» **DIRECTIONS FOR THIS TASK**: Your answer should be each line of the entries that contains the word "Some", copied in full.

» **MATERIAL PROVIDED**:
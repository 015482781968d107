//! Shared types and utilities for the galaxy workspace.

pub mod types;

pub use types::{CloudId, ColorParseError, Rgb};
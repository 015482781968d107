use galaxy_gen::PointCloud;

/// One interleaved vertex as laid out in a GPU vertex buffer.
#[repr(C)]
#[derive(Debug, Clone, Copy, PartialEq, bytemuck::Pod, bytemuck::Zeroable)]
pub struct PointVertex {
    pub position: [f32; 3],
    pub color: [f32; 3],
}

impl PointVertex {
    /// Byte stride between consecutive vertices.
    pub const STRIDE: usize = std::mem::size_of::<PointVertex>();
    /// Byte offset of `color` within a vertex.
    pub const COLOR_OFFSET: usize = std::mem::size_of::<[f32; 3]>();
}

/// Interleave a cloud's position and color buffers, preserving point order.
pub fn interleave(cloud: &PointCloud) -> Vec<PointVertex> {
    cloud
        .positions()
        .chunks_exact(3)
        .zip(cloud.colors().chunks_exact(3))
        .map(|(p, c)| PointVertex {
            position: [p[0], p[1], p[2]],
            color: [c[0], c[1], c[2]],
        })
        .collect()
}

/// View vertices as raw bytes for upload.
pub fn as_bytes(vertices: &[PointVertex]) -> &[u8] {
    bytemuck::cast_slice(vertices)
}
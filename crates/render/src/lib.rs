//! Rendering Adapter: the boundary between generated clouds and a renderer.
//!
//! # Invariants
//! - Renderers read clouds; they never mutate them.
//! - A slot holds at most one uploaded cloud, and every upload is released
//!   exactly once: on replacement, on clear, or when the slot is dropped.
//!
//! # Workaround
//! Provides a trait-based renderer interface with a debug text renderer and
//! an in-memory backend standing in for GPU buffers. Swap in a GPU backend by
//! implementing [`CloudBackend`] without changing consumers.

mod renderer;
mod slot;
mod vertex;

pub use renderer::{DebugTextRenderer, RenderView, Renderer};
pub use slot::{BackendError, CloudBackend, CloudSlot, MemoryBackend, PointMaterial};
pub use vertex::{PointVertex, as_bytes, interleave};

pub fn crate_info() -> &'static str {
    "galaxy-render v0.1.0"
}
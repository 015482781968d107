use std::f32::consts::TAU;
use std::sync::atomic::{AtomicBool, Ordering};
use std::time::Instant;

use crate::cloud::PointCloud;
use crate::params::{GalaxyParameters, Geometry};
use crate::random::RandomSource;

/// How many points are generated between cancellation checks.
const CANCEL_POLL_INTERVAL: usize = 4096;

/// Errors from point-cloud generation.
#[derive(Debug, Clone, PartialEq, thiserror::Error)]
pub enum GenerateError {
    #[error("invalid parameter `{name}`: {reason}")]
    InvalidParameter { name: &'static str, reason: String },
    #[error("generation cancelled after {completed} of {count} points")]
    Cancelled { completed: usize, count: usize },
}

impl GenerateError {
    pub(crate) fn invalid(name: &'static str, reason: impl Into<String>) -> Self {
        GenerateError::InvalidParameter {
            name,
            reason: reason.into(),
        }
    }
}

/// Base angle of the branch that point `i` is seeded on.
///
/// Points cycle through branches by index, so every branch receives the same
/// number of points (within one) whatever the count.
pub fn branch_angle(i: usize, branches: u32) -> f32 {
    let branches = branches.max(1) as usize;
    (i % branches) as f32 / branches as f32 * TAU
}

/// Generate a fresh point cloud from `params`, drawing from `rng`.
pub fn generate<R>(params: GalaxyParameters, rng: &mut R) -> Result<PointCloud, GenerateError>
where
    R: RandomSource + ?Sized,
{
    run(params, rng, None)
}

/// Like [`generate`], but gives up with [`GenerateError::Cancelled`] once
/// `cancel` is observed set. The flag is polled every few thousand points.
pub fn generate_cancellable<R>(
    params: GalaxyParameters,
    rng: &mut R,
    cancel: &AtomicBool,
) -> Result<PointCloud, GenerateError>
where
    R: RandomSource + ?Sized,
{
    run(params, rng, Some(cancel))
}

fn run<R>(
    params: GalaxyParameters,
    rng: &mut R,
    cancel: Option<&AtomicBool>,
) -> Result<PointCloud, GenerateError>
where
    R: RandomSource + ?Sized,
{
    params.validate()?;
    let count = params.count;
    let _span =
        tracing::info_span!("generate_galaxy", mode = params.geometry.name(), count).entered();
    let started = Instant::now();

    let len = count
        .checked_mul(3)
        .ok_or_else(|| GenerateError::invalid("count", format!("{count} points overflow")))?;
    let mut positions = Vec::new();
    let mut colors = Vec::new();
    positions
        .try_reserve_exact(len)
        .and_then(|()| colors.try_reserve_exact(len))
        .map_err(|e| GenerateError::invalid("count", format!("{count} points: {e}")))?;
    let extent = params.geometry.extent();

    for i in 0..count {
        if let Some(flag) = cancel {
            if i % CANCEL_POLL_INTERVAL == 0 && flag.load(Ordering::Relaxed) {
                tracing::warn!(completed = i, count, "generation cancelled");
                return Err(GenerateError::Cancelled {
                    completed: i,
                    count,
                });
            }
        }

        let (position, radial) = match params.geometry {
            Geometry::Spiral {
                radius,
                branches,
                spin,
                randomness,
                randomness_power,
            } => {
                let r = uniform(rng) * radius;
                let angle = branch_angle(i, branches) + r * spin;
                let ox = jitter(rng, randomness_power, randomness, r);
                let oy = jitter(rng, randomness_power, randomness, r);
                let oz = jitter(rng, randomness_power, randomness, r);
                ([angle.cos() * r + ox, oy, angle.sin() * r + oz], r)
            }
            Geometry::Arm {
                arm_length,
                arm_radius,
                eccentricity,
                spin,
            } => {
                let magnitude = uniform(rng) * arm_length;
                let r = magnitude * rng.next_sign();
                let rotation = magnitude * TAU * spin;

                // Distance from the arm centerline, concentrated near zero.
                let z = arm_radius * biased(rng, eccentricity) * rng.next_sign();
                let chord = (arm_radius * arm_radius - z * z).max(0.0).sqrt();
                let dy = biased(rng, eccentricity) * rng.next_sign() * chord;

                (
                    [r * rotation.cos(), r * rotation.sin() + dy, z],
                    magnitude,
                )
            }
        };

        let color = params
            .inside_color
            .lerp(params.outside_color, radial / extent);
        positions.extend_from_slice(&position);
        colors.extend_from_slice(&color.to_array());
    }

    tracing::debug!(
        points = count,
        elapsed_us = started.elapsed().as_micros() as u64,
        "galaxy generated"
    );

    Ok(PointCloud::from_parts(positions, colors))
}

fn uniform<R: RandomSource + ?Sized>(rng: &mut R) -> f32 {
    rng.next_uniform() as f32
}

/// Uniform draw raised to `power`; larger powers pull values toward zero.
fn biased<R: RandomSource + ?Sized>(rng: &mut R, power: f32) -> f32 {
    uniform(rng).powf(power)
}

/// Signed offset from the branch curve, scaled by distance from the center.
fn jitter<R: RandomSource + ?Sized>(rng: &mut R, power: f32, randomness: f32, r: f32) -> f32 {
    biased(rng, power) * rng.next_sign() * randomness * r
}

» **SOLUTION TO THIS EXERCISE**:
    run(params, rng, Some(cancel))
        if let Some(flag) = cancel {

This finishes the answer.